Anne Magali est minéralogiste, spécialisée en imagerie des structures microscopiques. C’est-à-dire qu’elle étudie la manière dont on peut reconstituer l’histoire d’un minéral à partir de l’observation des « traces » que différents événements ont imprimé à sa structure (météorites et dégradations radioactives notamment). Nous nous sommes rencontrés il y a 2 ans lors d’un open studio à mon atelier, et nous avons été frappés par la similitude de nos registres formels, de nos terrains d’étude et de nos démarches expérimentales, malgré les différences d’échelle et d’équipements propres à nos disciplines. Le courant est très vite passé, il nous semblait que la confrontation des approches géologique et plastique du terrain était très fertile et enrichissait nos pratiques respectives. L’opportunité de donner de l’ampleur à cette collaboration s’est présentée au travers de deux appels à projets dont nous avons été lauréats en 2023 (bourse de recherche « Arts et Sciences » de l’Institut Rhônalpin des Systèmes Complexes, « fond d’amorçage Arts et Sciences » de la Fondation de l’Université Jean-Monnet).

De quoi s’agit-il plus précisément ?

Avec « Sillages », nous souhaitions voir se rencontrer les imaginaires de la science et de l’art au service d’une reconnexion sensible à notre environnement. Proposer d’autres récits et de nouvelles formes sensibles associées à des savoir-faire scientifiques. D’autres manières de se figurer la réalité, et les domaines de recherche qui ont retenu notre attention, en s’éloignant des formes traditionnelles de médiation.

Le projet s’est structuré en 3 périodes d’immersion-création au sein de laboratoires et/ou centres culturels de la région, aboutissant à chaque fois à une manifestation publique in situ. La première s’est tenue à l’espace artistique de la Comète, la seconde à l’Observatoire des Sciences de l’Univers de Lyon (OSUL) et la plus récente au Musée de la Mine de Saint-Étienne.

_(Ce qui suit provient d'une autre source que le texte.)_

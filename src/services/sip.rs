// Copyright The Rusted Firmware-A Contributors.
//
// SPDX-License-Identifier: BSD-3-Clause

//! Tegra silicon provider SMCs: video memory carveout resizing, the normal world FIQ debugger
//! hooks, and SoC-specific calls.

use crate::{
    context::{CpuContext, PerCoreState},
    error::Error,
    mce::{Mce, carmel::CoreRegisters, nvg::NvgInterface},
    mmio::Mmio,
    platform::{Platform, PlatformImpl, exception_free},
    services::{Service, owns},
    smccc::{OwningEntityNumber, SMC_UNK, SUCCESS, SmcCall, SmcReturn},
};
use core::{
    cell::RefCell,
    sync::atomic::{AtomicU64, Ordering},
};
use log::{error, info, warn};
use percore::{ExceptionLock, PerCore};

const TEGRA_SIP_NEW_VIDEOMEM_REGION: u32 = 0x8200_0003;
const TEGRA_SIP_FIQ_NS_ENTRYPOINT: u32 = 0x8200_0005;
const TEGRA_SIP_FIQ_NS_GET_CONTEXT: u32 = 0x8200_0006;

// The MCE commands occupy the top 256 function numbers of the SiP range.
const MCE_CMD_NUMBER_BASE: u16 = 0xFF00;
const MCE_CMD_MASK: u16 = 0xFF;

// GPU reset registers in the clock and reset controller.
const GPU_RESET_REG_OFFSET: usize = 0x18;
const GPU_RESET_GPU_SET_OFFSET: usize = 0x1C;
const GPU_RESET_BIT: u32 = 1 << 0;
const GPU_SET_BIT: u32 = 1 << 0;

const VIDEOMEM_ALIGN_MASK: u64 = 0xF_FFFF;

/// SPSR for entering the normal world FIQ handler: AArch64 EL1 using SP_EL1, with D, A, I and F
/// masked.
const SPSR_EL1H_ALL_MASKED: u64 = 0x3C5;

/// The physical memory map, as far as checking addresses passed by the normal world goes.
#[derive(Copy, Clone, Debug, Eq, PartialEq)]
pub struct MemoryLayout {
    /// The first byte of DRAM.
    pub dram_base: u64,
    /// The last byte of DRAM.
    pub dram_end: u64,
    /// Where BL31 was loaded.
    pub bl31_base: u64,
    /// The end of the TZDRAM carveout, which holds BL31 and BL32.
    pub tzdram_end: u64,
}

impl MemoryLayout {
    /// Checks that the given range lies in DRAM and doesn't overlap the secure carveout.
    ///
    /// A range which is both out of bounds and overlapping is reported as overlapping.
    pub fn check_ns_address(&self, base: u64, size: u64) -> Result<(), Error> {
        let end = base.wrapping_add(size).wrapping_sub(1);
        let mut result = Ok(());

        if base < self.dram_base || base >= self.dram_end || end > self.dram_end {
            error!("NS address {base:#x} is out-of-bounds!");
            result = Err(Error::BadAddress);
        }

        let disjoint = base < end && (base > self.tzdram_end || end < self.bl31_base);
        if !disjoint {
            error!("NS address {base:#x} overlaps TZDRAM!");
            result = Err(Error::NotSupported);
        }

        result
    }
}

/// Programs memory controller carveouts.
pub trait MemoryController: Sync {
    /// Moves the video memory carveout to the given range.
    fn setup_videomem(&self, base: u64, size: u64);
}

/// SoC-specific SiP calls, consulted before the common ones.
pub trait SocSipHandler: Sync {
    /// Returns the result of the call if it is one the SoC handles, or `None` to fall through to
    /// the common calls.
    fn handle(&self, call: &SmcCall) -> Option<SmcReturn>;
}

/// The normal world state at the time a FIQ was taken to EL3.
#[derive(Copy, Clone, Debug, Default, Eq, PartialEq)]
pub struct FiqContext {
    /// Where the normal world was interrupted.
    pub elr_el3: u64,
    /// The normal world's PSTATE when it was interrupted.
    pub spsr_el3: u64,
    /// The EL0 stack pointer.
    pub sp_el0: u64,
    /// The EL1 stack pointer.
    pub sp_el1: u64,
}

impl FiqContext {
    const EMPTY: Self = Self {
        elr_el3: 0,
        spsr_el3: 0,
        sp_el0: 0,
        sp_el1: 0,
    };
}

/// The Tegra SiP service.
pub struct TegraSip<'a, M: Mmio> {
    car: M,
    layout: MemoryLayout,
    memory_controller: &'a dyn MemoryController,
    soc: Option<&'a dyn SocSipHandler>,
    ns_fiq_entrypoint: AtomicU64,
    fiq_contexts: PerCoreState<FiqContext>,
}

impl<'a, M: Mmio> TegraSip<'a, M> {
    /// Creates the service, with `car` being the GPU reset registers of the clock and reset
    /// controller.
    pub const fn new(
        car: M,
        layout: MemoryLayout,
        memory_controller: &'a dyn MemoryController,
        soc: Option<&'a dyn SocSipHandler>,
    ) -> Self {
        Self {
            car,
            layout,
            memory_controller,
            soc,
            ns_fiq_entrypoint: AtomicU64::new(0),
            fiq_contexts: PerCore::new(
                [const { ExceptionLock::new(RefCell::new(FiqContext::EMPTY)) };
                    PlatformImpl::CORE_COUNT],
            ),
        }
    }

    fn gpu_in_reset(&self) -> bool {
        self.car.read_32(GPU_RESET_REG_OFFSET) & GPU_RESET_BIT != 0
    }

    /// Moves the video memory carveout, which the GPU must not be using.
    pub fn new_videomem_region(&self, base: u64, size: u32) -> Result<(), Error> {
        let size = u64::from(size);
        self.layout.check_ns_address(base, size)?;

        if base & VIDEOMEM_ALIGN_MASK != 0 || size & VIDEOMEM_ALIGN_MASK != 0 {
            error!("Unaligned Video Memory base address!");
            return Err(Error::NotSupported);
        }

        // The GPU must stay in reset while the carveout moves.
        if !self.gpu_in_reset() {
            error!("GPU not in reset! Video Memory setup failed");
            return Err(Error::NotSupported);
        }

        self.memory_controller.setup_videomem(base, size);

        if !self.gpu_in_reset() {
            self.car.write_32(GPU_RESET_GPU_SET_OFFSET, GPU_SET_BIT);
        }
        Ok(())
    }

    /// Records where the normal world wants FIQs delivered.
    fn set_ns_fiq_entrypoint(&self, entrypoint: u64) -> SmcReturn {
        if entrypoint == 0 {
            return SMC_UNK.into();
        }
        info!("NS FIQ handler at {entrypoint:#x}");
        self.ns_fiq_entrypoint.store(entrypoint, Ordering::Release);
        SUCCESS.into()
    }

    /// Returns the normal world state saved by the last FIQ taken on the calling core.
    pub fn fiq_context(&self) -> FiqContext {
        exception_free(|token| *self.fiq_contexts.get().borrow(token).borrow())
    }

    /// Redirects the normal world to its FIQ handler, saving the interrupted state for it to
    /// retrieve later.
    ///
    /// Returns false and leaves the context alone if no handler has been registered.
    pub fn handle_fiq(&self, ns_context: &mut CpuContext) -> bool {
        let entrypoint = self.ns_fiq_entrypoint.load(Ordering::Acquire);
        if entrypoint == 0 {
            warn!("FIQ with no NS handler registered");
            return false;
        }

        let saved = FiqContext {
            elr_el3: ns_context.el3_state.elr_el3,
            spsr_el3: ns_context.el3_state.spsr_el3,
            sp_el0: ns_context.sp_el0,
            sp_el1: ns_context.sp_el1,
        };
        exception_free(|token| {
            *self.fiq_contexts.get().borrow(token).borrow_mut() = saved;
        });

        ns_context.el3_state.elr_el3 = entrypoint;
        ns_context.el3_state.spsr_el3 = SPSR_EL1H_ALL_MASKED;
        true
    }
}

impl<M: Mmio + Sync> Service for TegraSip<'_, M> {
    owns!(OwningEntityNumber::SIP);

    fn handle(&self, call: &SmcCall) -> SmcReturn {
        if let Some(result) = self.soc.and_then(|soc| soc.handle(call)) {
            return result;
        }

        match call.function.0 {
            TEGRA_SIP_NEW_VIDEOMEM_REGION => {
                match self.new_videomem_region(call.arg(1), call.arg(2) as u32) {
                    Ok(()) => SUCCESS.into(),
                    Err(e) => e.into(),
                }
            }
            TEGRA_SIP_FIQ_NS_ENTRYPOINT => self.set_ns_fiq_entrypoint(call.arg(1)),
            TEGRA_SIP_FIQ_NS_GET_CONTEXT => {
                let context = self.fiq_context();
                [
                    context.elr_el3,
                    context.spsr_el3,
                    context.sp_el0,
                    context.sp_el1,
                ]
                .into()
            }
            _ => {
                error!("Unhandled SiP SMC {}", call.function);
                SMC_UNK.into()
            }
        }
    }
}

/// The Tegra194 SoC SiP calls: MCE commands from the normal world.
pub struct MceSipHandler<'a, N: NvgInterface, C: CoreRegisters> {
    mce: &'a Mce<N, C>,
}

impl<'a, N: NvgInterface, C: CoreRegisters> MceSipHandler<'a, N, C> {
    /// Creates a handler forwarding MCE commands to `mce`.
    pub const fn new(mce: &'a Mce<N, C>) -> Self {
        Self { mce }
    }
}

impl<N: NvgInterface + Sync, C: CoreRegisters + Sync> SocSipHandler for MceSipHandler<'_, N, C> {
    fn handle(&self, call: &SmcCall) -> Option<SmcReturn> {
        let number = call.function.number();
        if number & !MCE_CMD_MASK != MCE_CMD_NUMBER_BASE {
            return None;
        }
        let command = u64::from(number & MCE_CMD_MASK);

        Some(
            match self
                .mce
                .command_handler(command, call.arg(1), call.arg(2), call.arg(3))
            {
                Ok(value) => value.into(),
                Err(e) => e.into(),
            },
        )
    }
}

L’exposition est le résultat de ces recherches. Qu’allons nous découvrir concrètement  ?

Concrètement, l’exposition présente deux installations, une série de sculptures et une performance produites durant cette année de résidences croisées, recontextualisées par le travail documentaire de la vidéaste Luce Fayolle. Il sera question du métamorphisme des Crassiers, de tissage des atomes à l’échelle nanométrique, des processus communs à la formation des sons et des paysages, et de ce que le jeu des lentilles cosmiques et microscopiques raconte de notre rapport à l’inconnu.

As-tu une autre actualité ou un ou des projets en cours ?

Nous poursuivons le projet avec Anne Magali avec une exposition et une performance pour la Biennale Internationale de design en mai, ainsi qu’en intégrant un projet de recherches interlaboratoires porté par des collègues Grenoblois, autour de la problématique des terres rares. De mon côté, j’expose des dessins et une performance réalisée avec le Chorégraphe Marceau Cheneau à la galerie Artemisia à Lyon jusqu’au 28 février 2025. Je suis également en réflexion autour de pièces plus immersives, pour une exposition qui traitera de notre rapport au(x) monde(s) souterrains au Musée de la Mine de Saint-Étienne en 2027.

Un mot pour conclure ?

Oui, un grand merci ! Adressé en plus de nos financeurs à toutes les équipes qui nous ont accueillis et soutenus, en particulier au LGLTPE, à l’OSUL, à l’École des Mines de Saint-Étienne, à l’institut A.R.T.S ainsi qu’à la ville de Saint-Étienne et à la DRAC Auvergne-Rhône-Alpes pour leur investissement.

www.etiennepageault.com

Instagram : @etiennepageault

Salle des Cimaises

Ancienne école des Beaux-Arts

15 rue Henri Gonnard, 42000 Saint-Étienne

Exposition visible jusqu’au 12 février, du mardi au samedi de 14h à 19h. Vernissage le 30 janvier à 18h30.